C. MARGIN REGULATIONS. No portion of the proceeds of any borrowing
under this Agreement shall be used by Company or any of its Subsidiaries in any
manner that might cause the borrowing or the application of such proceeds to
violate Regulation U, Regulation T or Regulation X of the Board of Governors of
the Federal Reserve System or any other regulation of such Board or to violate
the Exchange Act, in each case as in effect on the date or dates of such
borrowing and such use of proceeds.
2.6 SPECIAL PROVISIONS GOVERNING EURODOLLAR RATE LOANS
Notwithstanding any other provision of this Agreement to the
contrary, the following provisions shall govern with respect to Eurodollar Rate
Loans as to the matters covered:
A. DETERMINATION OF APPLICABLE INTEREST RATE. As soon as practicable
after 11:00 A.M. (Charlotte, North Carolina time) on each Interest Rate
Determination Date, Administrative Agent shall determine (which determination
shall, absent manifest error, be final, conclusive and binding upon all parties)
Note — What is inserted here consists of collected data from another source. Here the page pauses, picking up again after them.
//! Configuration for the `kanban` binary.
//!
//! Supports layered configuration with the following priority (highest first):
//! 1. CLI arguments
//! 2. Environment variables (via clap `env` attribute)
//! 3. TOML config file (`~/.config/kanban/config.toml`)
//! 4. Compiled defaults
//!
//! Missing config file is not an error (defaults are used). An explicit
//! `--config` path that doesn't exist is an error.

use std::path::{Path, PathBuf};

use crate::cli::CliCommand;
use crate::commands::DEFAULT_MAX_TITLE_LEN;
use crate::storage::DEFAULT_STORAGE_KEY;

/// Default chrono format for task timestamps: two-digit day, month and year.
pub const DEFAULT_TIMESTAMP_FORMAT: &str = "%d/%m/%y %H:%M";

/// Errors that can occur when loading configuration.
#[derive(Debug, thiserror::Error)]
pub enum ConfigError {
    /// Failed to read the configuration file.
    #[error("failed to read config file {path}: {source}")]
    ReadFile {
        /// Path that was attempted.
        path: PathBuf,
        /// Underlying I/O error.
        source: std::io::Error,
    },

    /// Failed to parse the TOML configuration.
    #[error("failed to parse config file: {0}")]
    ParseToml(#[from] toml::de::Error),
}

// ---------------------------------------------------------------------------
// TOML file structs (all fields Option for partial overrides)
// ---------------------------------------------------------------------------

/// Top-level TOML config file structure.
#[derive(Debug, Default, serde::Deserialize)]
#[serde(default)]
struct ConfigFile {
    storage: StorageFileConfig,
    board: BoardFileConfig,
    user: UserFileConfig,
}

/// `[storage]` section of the config file.
#[derive(Debug, Default, serde::Deserialize)]
#[serde(default)]
struct StorageFileConfig {
    data_dir: Option<PathBuf>,
    key: Option<String>,
}

/// `[board]` section of the config file.
#[derive(Debug, Default, serde::Deserialize)]
#[serde(default)]
struct BoardFileConfig {
    max_title_len: Option<usize>,
    timestamp_format: Option<String>,
}

/// `[user]` section of the config file.
#[derive(Debug, Default, serde::Deserialize)]
#[serde(default)]
struct UserFileConfig {
    id: Option<String>,
}

// ---------------------------------------------------------------------------
// Resolved configuration
// ---------------------------------------------------------------------------

/// Fully resolved configuration.
#[derive(Debug, Clone, PartialEq, Eq)]
pub struct KanbanConfig {
    // -- Storage --
    /// Directory holding the board file.
    pub data_dir: PathBuf,
    /// Storage key the board is saved under.
    pub storage_key: String,

    // -- Board --
    /// Maximum task title length in characters.
    pub max_title_len: usize,
    /// Timestamp display format string (chrono).
    pub timestamp_format: String,

    // -- User --
    /// Id new tasks are attributed to. `None` means anonymous.
    pub user_id: Option<String>,
}

impl Default for KanbanConfig {
    fn default() -> Self {
        Self {
            data_dir: default_data_dir(),
            storage_key: DEFAULT_STORAGE_KEY.to_string(),
            max_title_len: DEFAULT_MAX_TITLE_LEN,
            timestamp_format: DEFAULT_TIMESTAMP_FORMAT.to_string(),
            user_id: None,
        }
    }
}

impl KanbanConfig {
    /// Load configuration by merging CLI args, env vars, and a TOML file.
    ///
    /// If `--config` is given and the file does not exist, returns an error.
    /// Otherwise the default path (`~/.config/kanban/config.toml`) is tried
    /// and silently ignored if missing.
    ///
    /// # Errors
    ///
    /// Returns [`ConfigError`] if the config file cannot be read or parsed.
    pub fn load(cli: &CliArgs) -> Result<Self, ConfigError> {
        let file = load_config_file(cli.config.as_deref())?;
        Ok(Self::resolve(cli, &file))
    }

    /// Resolve a `KanbanConfig` from CLI args and a parsed config file.
    ///
    /// Priority: CLI > file > default.
    fn resolve(cli: &CliArgs, file: &ConfigFile) -> Self {
        let defaults = Self::default();

        Self {
            data_dir: cli
                .data_dir
                .clone()
                .or_else(|| file.storage.data_dir.clone())
                .unwrap_or(defaults.data_dir),
            storage_key: file
                .storage
                .key
                .clone()
                .unwrap_or(defaults.storage_key),
            max_title_len: file
                .board
                .max_title_len
                .unwrap_or(defaults.max_title_len),
            timestamp_format: cli
                .timestamp_format
                .clone()
                .or_else(|| file.board.timestamp_format.clone())
                .unwrap_or(defaults.timestamp_format),
            user_id: cli.user.clone().or_else(|| file.user.id.clone()),
        }
    }
}

/// CLI arguments parsed by clap.
#[derive(clap::Parser, Debug, Default)]
#[command(version, about = "Kanban board in your terminal")]
pub struct CliArgs {
    /// Directory the board is stored in.
    #[arg(long, env = "KANBAN_DATA_DIR", global = true)]
    pub data_dir: Option<PathBuf>,

    /// User id new tasks are attributed to.
    #[arg(long, env = "KANBAN_USER", global = true)]
    pub user: Option<String>,

    /// Path to config file (default: `~/.config/kanban/config.toml`).
    #[arg(short, long, global = true)]
    pub config: Option<PathBuf>,

    /// Timestamp display format (chrono format string).
    #[arg(long, global = true)]
    pub timestamp_format: Option<String>,

    /// Log level filter (trace, debug, info, warn, error).
    #[arg(long, default_value = "info", env = "KANBAN_LOG", global = true)]
    pub log_level: String,

    /// Write logs to this file instead of stderr.
    #[arg(long, global = true)]
    pub log_file: Option<PathBuf>,

    /// What to do. Defaults to `show`.
    #[command(subcommand)]
    pub command: Option<CliCommand>,
}

// ---------------------------------------------------------------------------
// Internal helpers
// ---------------------------------------------------------------------------

/// Default board directory: the platform data dir, else `./.kanban`.
fn default_data_dir() -> PathBuf {
    dirs::data_dir().map_or_else(|| PathBuf::from(".kanban"), |dir| dir.join("kanban"))
}

/// Load and parse a TOML config file.
///
/// If `explicit_path` is `Some`, the file must exist (error if not).
/// If `explicit_path` is `None`, the default path is tried and missing file
/// is treated as empty config.
fn load_config_file(explicit_path: Option<&Path>) -> Result<ConfigFile, ConfigError> {
    let path = if let Some(p) = explicit_path {
        let contents = std::fs::read_to_string(p).map_err(|e| ConfigError::ReadFile {
            path: p.to_path_buf(),
            source: e,
        })?;
        return Ok(toml::from_str(&contents)?);
    } else {
        let Some(config_dir) = dirs::config_dir() else {
            return Ok(ConfigFile::default());
        };
        config_dir.join("kanban").join("config.toml")
    };

    match std::fs::read_to_string(&path) {
        Ok(contents) => Ok(toml::from_str(&contents)?),
        Err(e) if e.kind() == std::io::ErrorKind::NotFound => Ok(ConfigFile::default()),
        Err(e) => Err(ConfigError::ReadFile { path, source: e }),
    }
}
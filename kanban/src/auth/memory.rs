//! In-process identity provider for testing and offline use.
//!
//! Accounts live in a `HashMap` keyed by email. The provider enforces the
//! same basic rules a hosted provider would (email shape, minimum password
//! length, unique registration) and reports failures with the same kind of
//! human-readable messages.

use std::collections::HashMap;

use parking_lot::Mutex;
use tokio::sync::watch;
use uuid::Uuid;

use super::{AuthError, IdentityProvider, OAuthProvider, User, UserAttributes};

/// Minimum accepted password length, in characters.
pub const MIN_PASSWORD_LEN: usize = 6;

#[derive(Debug, Clone)]
struct Account {
    user: User,
    password: String,
}

/// [`IdentityProvider`] that keeps accounts in memory.
#[derive(Debug)]
pub struct InMemoryIdentityProvider {
    /// Email -> account.
    accounts: Mutex<HashMap<String, Account>>,
    /// OAuth provider -> email of the linked account.
    oauth_links: Mutex<HashMap<OAuthProvider, String>>,
    /// The live session.
    session: watch::Sender<Option<User>>,
}

impl Default for InMemoryIdentityProvider {
    fn default() -> Self {
        Self::new()
    }
}

impl InMemoryIdentityProvider {
    /// Creates a provider with no accounts and no session.
    #[must_use]
    pub fn new() -> Self {
        let (session, _) = watch::channel(None);
        Self {
            accounts: Mutex::new(HashMap::new()),
            oauth_links: Mutex::new(HashMap::new()),
            session,
        }
    }

    /// Links an OAuth identity to an existing account.
    ///
    /// # Errors
    ///
    /// Returns [`AuthError::Provider`] if no account is registered under `email`.
    pub fn link_oauth_identity(&self, provider: OAuthProvider, email: &str) -> Result<(), AuthError> {
        if !self.accounts.lock().contains_key(email) {
            return Err(AuthError::Provider(format!("no account registered for {email}")));
        }
        self.oauth_links.lock().insert(provider, email.to_string());
        Ok(())
    }

    /// The user currently signed in, if any.
    #[must_use]
    pub fn session_user(&self) -> Option<User> {
        self.session.borrow().clone()
    }

    /// Number of registered accounts.
    #[must_use]
    pub fn account_count(&self) -> usize {
        self.accounts.lock().len()
    }

    fn start_session(&self, user: User) {
        tracing::debug!(user_id = %user.id, "session started");
        self.session.send_replace(Some(user));
    }
}

fn validate_email(email: &str) -> Result<(), AuthError> {
    if email.contains('@') {
        Ok(())
    } else {
        Err(AuthError::Provider(
            "Unable to validate email address: invalid format".to_string(),
        ))
    }
}

fn validate_password(password: &str) -> Result<(), AuthError> {
    if password.chars().count() < MIN_PASSWORD_LEN {
        return Err(AuthError::Provider(format!(
            "Password should be at least {MIN_PASSWORD_LEN} characters"
        )));
    }
    Ok(())
}

impl IdentityProvider for InMemoryIdentityProvider {
    async fn sign_up(&self, email: &str, password: &str) -> Result<(), AuthError> {
        validate_email(email)?;
        validate_password(password)?;

        let user = {
            let mut accounts = self.accounts.lock();
            if accounts.contains_key(email) {
                return Err(AuthError::Provider("User already registered".to_string()));
            }
            let user = User {
                id: Uuid::now_v7().to_string(),
                email: Some(email.to_string()),
                metadata: super::UserMetadata::default(),
            };
            accounts.insert(
                email.to_string(),
                Account {
                    user: user.clone(),
                    password: password.to_string(),
                },
            );
            user
        };

        self.start_session(user);
        Ok(())
    }

    async fn sign_in_with_password(&self, email: &str, password: &str) -> Result<User, AuthError> {
        let user = self
            .accounts
            .lock()
            .get(email)
            .filter(|account| account.password == password)
            .map(|account| account.user.clone())
            .ok_or_else(|| AuthError::Provider("Invalid login credentials".to_string()))?;

        self.start_session(user.clone());
        Ok(user)
    }

    async fn sign_in_with_oauth(&self, provider: OAuthProvider) -> Result<(), AuthError> {
        let email = self
            .oauth_links
            .lock()
            .get(&provider)
            .cloned()
            .ok_or_else(|| AuthError::Provider(format!("no {provider} identity linked")))?;
        let user = self
            .accounts
            .lock()
            .get(&email)
            .map(|account| account.user.clone())
            .ok_or_else(|| AuthError::Provider(format!("no {provider} identity linked")))?;

        self.start_session(user);
        Ok(())
    }

    async fn sign_out(&self) -> Result<(), AuthError> {
        self.session.send_replace(None);
        Ok(())
    }

    async fn update_user(&self, attributes: UserAttributes) -> Result<User, AuthError> {
        let current_email = self
            .session
            .borrow()
            .as_ref()
            .and_then(|user| user.email.clone())
            .ok_or_else(|| AuthError::Provider("Auth session missing!".to_string()))?;

        if let Some(email) = &attributes.email {
            validate_email(email)?;
        }
        if let Some(password) = &attributes.password {
            validate_password(password)?;
        }

        let user = {
            let mut accounts = self.accounts.lock();
            let taken = attributes
                .email
                .as_ref()
                .is_some_and(|email| *email != current_email && accounts.contains_key(email));
            if taken {
                return Err(AuthError::Provider(
                    "A user with this email address has already been registered".to_string(),
                ));
            }

            let mut account = accounts
                .remove(&current_email)
                .ok_or_else(|| AuthError::Provider("User not found".to_string()))?;
            if let Some(password) = attributes.password {
                account.password = password;
            }
            if let Some(data) = &attributes.data {
                account.user.metadata.merge(data);
            }
            if let Some(email) = attributes.email {
                let mut links = self.oauth_links.lock();
                for linked in links.values_mut() {
                    if *linked == current_email {
                        linked.clone_from(&email);
                    }
                }
                account.user.email = Some(email);
            }

            let user = account.user.clone();
            let key = user.email.clone().unwrap_or(current_email);
            accounts.insert(key, account);
            user
        };

        self.session.send_replace(Some(user.clone()));
        Ok(user)
    }

    fn subscribe(&self) -> watch::Receiver<Option<User>> {
        self.session.subscribe()
    }
}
the interest rate that shall apply to the Eurodollar Rate Loans for which an
interest rate is then being determined for the applicable Interest Period and
shall promptly give notice thereof (in writing or by telephone confirmed in
writing) to Company and each Lender.
B. INABILITY TO DETERMINE APPLICABLE INTEREST RATE. In the event that
Administrative Agent shall have determined (which determination shall be final
and conclusive and binding upon all parties hereto), on any Interest Rate
Determination Date with respect to any Eurodollar Rate Loans, that by reason of
circumstances affecting the interbank Eurodollar market adequate and fair means
do not exist for ascertaining the interest rate applicable to such Loans on the
basis provided for in the definition of Adjusted Eurodollar Rate, Administrative
Agent shall on such date give notice (by telefacsimile or by telephone confirmed
in writing) to Company and each Lender of such determination, whereupon (i) no
Loans may be made as, or converted to, Eurodollar Rate Loans until such time as
Administrative Agent notifies Company and Lenders that the circumstances giving
rise to such notice no longer exist and (ii) any Notice of Borrowing or Notice
of Conversion/Continuation given by Company with respect to the Loans in respect
of which such determination was made shall be deemed to be rescinded by Company.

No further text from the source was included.